# Happy B-Day Pyro



## Joiseygal

Happy Happy Birthday to you!!!!!! Hope you have a great B-Day!!!!


----------



## Mr_Chicken

Happy birthday!


----------



## scareme

Happy Birthday to you!
Happy Birthday to you!
Happy Birthday Dear Pyro!
Happy Birthday to you!


----------



## Fangs

HAPPY BIRTHDAY MANNY!!!!!!!! Hope you have a great one!!!


----------



## Kaoru

Happy Birthday Pyro!

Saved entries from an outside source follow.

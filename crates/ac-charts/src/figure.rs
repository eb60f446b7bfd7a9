//! Serializable figure model.

use serde::Serialize;

/// What a chart depicts.
#[derive(Debug, Clone, Copy, PartialEq, Eq, Serialize)]
#[serde(rename_all = "snake_case")]
pub enum ChartKind {
    Profile,
    Comparison,
    Trajectory,
    PositionsMap,
}

#[derive(Debug, Clone, Copy, PartialEq, Eq, Serialize)]
#[serde(rename_all = "snake_case")]
pub enum TraceMode {
    Lines,
    Markers,
    LinesMarkers,
}

#[derive(Debug, Clone, PartialEq, Serialize)]
pub struct Marker {
    pub size: u32,
    #[serde(skip_serializing_if = "Option::is_none")]
    pub color: Option<String>,
}

/// One named series. On map charts `x` is longitude and `y` latitude.
#[derive(Debug, Clone, PartialEq, Serialize)]
pub struct Trace {
    pub name: String,
    pub mode: TraceMode,
    pub x: Vec<f64>,
    pub y: Vec<f64>,
    #[serde(skip_serializing_if = "Option::is_none")]
    pub marker: Option<Marker>,
}

impl Trace {
    pub fn new(name: impl Into<String>, mode: TraceMode) -> Self {
        Self {
            name: name.into(),
            mode,
            x: Vec::new(),
            y: Vec::new(),
            marker: None,
        }
    }

    pub fn with_marker(mut self, size: u32, color: Option<&str>) -> Self {
        self.marker = Some(Marker {
            size,
            color: color.map(str::to_string),
        });
        self
    }

    pub fn push(&mut self, x: f64, y: f64) {
        self.x.push(x);
        self.y.push(y);
    }

    pub fn len(&self) -> usize {
        self.x.len()
    }

    pub fn is_empty(&self) -> bool {
        self.x.is_empty()
    }
}

/// Viewport of a map chart.
#[derive(Debug, Clone, PartialEq, Serialize)]
#[serde(tag = "type", rename_all = "snake_case")]
pub enum MapView {
    Centered { lat: f64, lon: f64, zoom: u8 },
    Bounds { west: f64, east: f64, south: f64, north: f64 },
    World { zoom: u8 },
}

/// A rendered chart.
#[derive(Debug, Clone, PartialEq, Serialize)]
pub struct Chart {
    pub kind: ChartKind,
    pub title: String,
    #[serde(skip_serializing_if = "Option::is_none")]
    pub x_title: Option<String>,
    #[serde(skip_serializing_if = "Option::is_none")]
    pub y_title: Option<String>,
    pub traces: Vec<Trace>,
    #[serde(skip_serializing_if = "Option::is_none")]
    pub map_view: Option<MapView>,
}

impl Chart {
    pub fn trace(&self, name: &str) -> Option<&Trace> {
        self.traces.iter().find(|t| t.name == name)
    }

    pub fn to_json(&self) -> serde_json::Result<String> {
        serde_json::to_string_pretty(self)
    }
}
//! ArgoChat — conversational access to Argo float data.
//!
//! Re-exports all modules so the binary and `ac-e2e-tests` can drive a
//! conversation through `DialogueRouter` and `Shell`.

pub mod config;
pub mod error;
pub mod output;
pub mod replies;
pub mod router;
pub mod session;
pub mod shell;
pub mod sidebar;

pub use error::{TurnError, TurnResult};
pub use router::{Action, DialogueRouter, NamedChart, TurnOutcome};
pub use session::{DialogueState, Session};
pub use shell::Shell;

I know i said it earlier on chat but this is more permenant.


----------



## IMU

Happy BDay!


----------



## Black Cat

Happy Birthday Pyro!


----------



## Frighteners Entertainment

Here's to a most awesome Birthday Manny!


----------



## Spookineer

Hey Happy B Day Manny!


----------



## ScareShack

Have a Happy Birthday ! !


----------



## Vlad

Happy Birthday Manny !!!!!!!!!!!!


----------



## Johnny Thunder




----------



## Eldritch_Horror

Happy Birthday, Bro! Hope it's a great one!


----------



## Lilly

Happy B Day Pyro...and many more ..ta dA


----------



## Ms. Wicked

Have a wonderful birthday Manny! I hope that you get everything you want!


----------



## DarkLore

Happy Birthday.


----------



## Adam I

Happy Birthday !!!


----------



## RoxyBlue

Happy birthday, pyro, and many more!


----------



## Wyatt Furr

Have a great Birthday


----------



## trishaanne

Happy Birthday Manny.


----------



## Bone Dancer

Happy Birthday, wow you must be getting really old by now.


----------



## Terrormaster

Caught ya in chat last night but lets make it official... Happy Birthday!


----------



## smileyface4u23

Happy Birthday Pyro!!!


----------



## sharpobject

Happy Birthday Manny !!!


----------



## randyaz

he'ssssss toooo old...yes he'ssss toooo old
...he's tooooo old to cut the mustard anymoooore

!!! HAPPY BIRTHDAY !!!


----------



## pyro

LOL- Thanks Everyone,, spent the day working on my kids tree house,, now its off to my oldest for supper---Dam i need a nap...


----------



## Spooklights

Happy Birthday! How about taking your nap after supper? You can get away with that on your birthday.


----------



## Devils Chariot

hap=hap-happy birthday pyro!


----------



## HalloweenZombie

Happy Birthday Manny!


----------



## beelce

Hey Pyro....Hope you have a great BIG HAPPY BIRTHDAY!!!


----------



## Fiend4Halloween

Happy Haunted Birthday !!!!!


----------



## pyro

thanks again everyone-- got me a nice 24v impact drill, a 2 gb mp3. had a nice meal at my daughters. now it fathers day


----------



## Joiseygal

pyro said:


> thanks again everyone-- got me a nice 24v impact drill, a 2 gb mp3. had a nice meal at my daughters. now it fathers day


LOL...yea it's like Pyro's special weekend!


----------



## dynoflyer

Happy Birthday, Pyro!


----------



## Draik41895

Happy Birthday!!!!!


----------



## Hauntiholik

Happy belated birthday Pyro!


----------



## Draik41895

Heres a present from me to you:
Your very own set of genuine icthio sapien gills!!!now you too can swim of the floods!


----------



## Spooky1

Hope you had a Happy Birthday Pyro!


----------



## pyro

ty everyone --well draik i dont know what to say -but you shouldnt have ---ill pm you my address


----------



## Just Whisper

Wow Pyro. How did I miss your birthday? So sorry. Glad it was nice. And Happy Father's Day too. Happy happy belated birthday my friend.

JW


----------



## Sinister

Happy Belated B-day, Pyro! Hope you had a good one, dude!


----------



## lewlew

Sorry I missed this. Happy Belated Birthday!


----------



## Lady Nyxie

Happy (belated) Birthday!!!


----------



## Lauriebeast

Happy belated Birthday, Pyro!


----------